# Aim of the exercise
Make an exact copy of the entries below.

# Raw data
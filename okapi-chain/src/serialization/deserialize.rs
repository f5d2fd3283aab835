use std::{io, sync::Arc};

use byteorder::{LittleEndian, ReadBytesExt};
use chrono::{DateTime, TimeZone, Utc};

use super::SerializationError;
use crate::compactint::CompactInt;

type Result<R> = std::result::Result<R, SerializationError>;

pub trait BitcoinDeserialize {
    fn bitcoin_deserialize<R: io::Read>(reader: R) -> Result<Self>
    where
        Self: Sized;
}

/// Helper for deserializing more succinctly via type inference
pub trait BitcoinDeserializeInto {
    /// Deserialize based on type inference
    fn bitcoin_deserialize_into<T>(self) -> Result<T>
    where
        T: BitcoinDeserialize;
}

impl<R: io::Read> BitcoinDeserializeInto for R {
    fn bitcoin_deserialize_into<T>(self) -> Result<T>
    where
        T: BitcoinDeserialize,
    {
        T::bitcoin_deserialize(self)
    }
}

/// The mirror of `impl_int_serialize`: little-endian readers per width.
macro_rules! impl_int_deserialize {
    ($($int:ty => $read:ident,)*) => {
        $(
            impl BitcoinDeserialize for $int {
                fn bitcoin_deserialize<R: io::Read>(mut reader: R) -> Result<$int> {
                    Ok(reader.$read::<LittleEndian>()?)
                }
            }
        )*
    };
}

impl_int_deserialize! {
    u16 => read_u16,
    u32 => read_u32,
    u64 => read_u64,
    i32 => read_i32,
    i64 => read_i64,
}

impl BitcoinDeserialize for u8 {
    fn bitcoin_deserialize<R: io::Read>(mut reader: R) -> Result<u8> {
        Ok(reader.read_u8()?)
    }
}

impl BitcoinDeserialize for bool {
    fn bitcoin_deserialize<R: io::Read>(mut reader: R) -> Result<bool> {
        match reader.read_u8()? {
            0 => Ok(false),
            1 => Ok(true),
            _ => Err(SerializationError::Parse("Invalid bool")),
        }
    }
}

impl BitcoinDeserialize for DateTime<Utc> {
    fn bitcoin_deserialize<R: io::Read>(mut reader: R) -> Result<DateTime<Utc>> {
        Ok(Utc.timestamp(u32::bitcoin_deserialize(&mut reader)? as i64, 0))
    }
}

impl BitcoinDeserialize for [u8; 32] {
    fn bitcoin_deserialize<R: io::Read>(mut reader: R) -> Result<[u8; 32]> {
        let mut result = [0u8; 32];
        reader.read_exact(&mut result)?;
        Ok(result)
    }
}

impl<T> BitcoinDeserialize for Vec<T>
where
    T: BitcoinDeserialize,
{
    fn bitcoin_deserialize<R: io::Read>(mut reader: R) -> Result<Vec<T>> {
        let length = CompactInt::bitcoin_deserialize(&mut reader)?.value() as usize;
        // Never trust a wire length for preallocation: cap the initial
        // reservation and let the reads prove the rest.
        let mut items: Vec<T> = Vec::with_capacity(length.min(1024));
        for _ in 0..length {
            items.push(T::bitcoin_deserialize(&mut reader)?);
        }

        Ok(items)
    }
}

impl<T> BitcoinDeserialize for Arc<T>
where
    T: BitcoinDeserialize,
{
    fn bitcoin_deserialize<R: io::Read>(reader: R) -> Result<Arc<T>> {
        Ok(Arc::new(T::bitcoin_deserialize(reader)?))
    }
}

# Written solution
filename okapi-chain/src/serialization/deserialize.rs
repository f5d2fd3283aab835
use std::{io, sync::Arc};

use byteorder::{LittleEndian, ReadBytesExt};
use chrono::{DateTime, TimeZone, Utc};

use super::SerializationError;
use crate::compactint::CompactInt;

type Result<R> = std::result::Result<R, SerializationError>;

pub trait BitcoinDeserialize {
    fn bitcoin_deserialize<R: io::Read>(reader: R) -> Result<Self>
    where
        Self: Sized;
}

/// Helper for deserializing more succinctly via type inference
pub trait BitcoinDeserializeInto {
    /// Deserialize based on type inference
    fn bitcoin_deserialize_into<T>(self) -> Result<T>
    where
        T: BitcoinDeserialize;
}

impl<R: io::Read> BitcoinDeserializeInto for R {
    fn bitcoin_deserialize_into<T>(self) -> Result<T>
    where
        T: BitcoinDeserialize,
    {
        T::bitcoin_deserialize(self)
    }
}

/// The mirror of `impl_int_serialize`: little-endian readers per width.
macro_rules! impl_int_deserialize {
    ($($int:ty => $read:ident,)*) => {
        $(
            impl BitcoinDeserialize for $int {
                fn bitcoin_deserialize<R: io::Read>(mut reader: R) -> Result<$int> {
                    Ok(reader.$read::<LittleEndian>()?)
                }
            }
        )*
    };
}

impl_int_deserialize! {
    u16 => read_u16,
    u32 => read_u32,
    u64 => read_u64,
    i32 => read_i32,
    i64 => read_i64,
}

impl BitcoinDeserialize for u8 {
    fn bitcoin_deserialize<R: io::Read>(mut reader: R) -> Result<u8> {
        Ok(reader.read_u8()?)
    }
}

impl BitcoinDeserialize for bool {
    fn bitcoin_deserialize<R: io::Read>(mut reader: R) -> Result<bool> {
        match reader.read_u8()? {
            0 => Ok(false),
            1 => Ok(true),
            _ => Err(SerializationError::Parse("Invalid bool")),
        }
    }
}

impl BitcoinDeserialize for DateTime<Utc> {
    fn bitcoin_deserialize<R: io::Read>(mut reader: R) -> Result<DateTime<Utc>> {
        Ok(Utc.timestamp(u32::bitcoin_deserialize(&mut reader)? as i64, 0))
    }
}

impl BitcoinDeserialize for [u8; 32] {
    fn bitcoin_deserialize<R: io::Read>(mut reader: R) -> Result<[u8; 32]> {
        let mut result = [0u8; 32];
        reader.read_exact(&mut result)?;
        Ok(result)
    }
}

impl<T> BitcoinDeserialize for Vec<T>
where
    T: BitcoinDeserialize,
{
    fn bitcoin_deserialize<R: io::Read>(mut reader: R) -> Result<Vec<T>> {
        let length = CompactInt::bitcoin_deserialize(&mut reader)?.value() as usize;
        // Never trust a wire length for preallocation: cap the initial
        // reservation and let the reads prove the rest.
        let mut items: Vec<T> = Vec::with_capacity(length.min(1024));
        for _ in 0..length {
            items.push(T::bitcoin_deserialize(&mut reader)?);
        }

        Ok(items)
    }
}

impl<T> BitcoinDeserialize for Arc<T>
where
    T: BitcoinDeserialize,
{
    fn bitcoin_deserialize<R: io::Read>(reader: R) -> Result<Arc<T>> {
        Ok(Arc::new(T::bitcoin_deserialize(reader)?))
    }
}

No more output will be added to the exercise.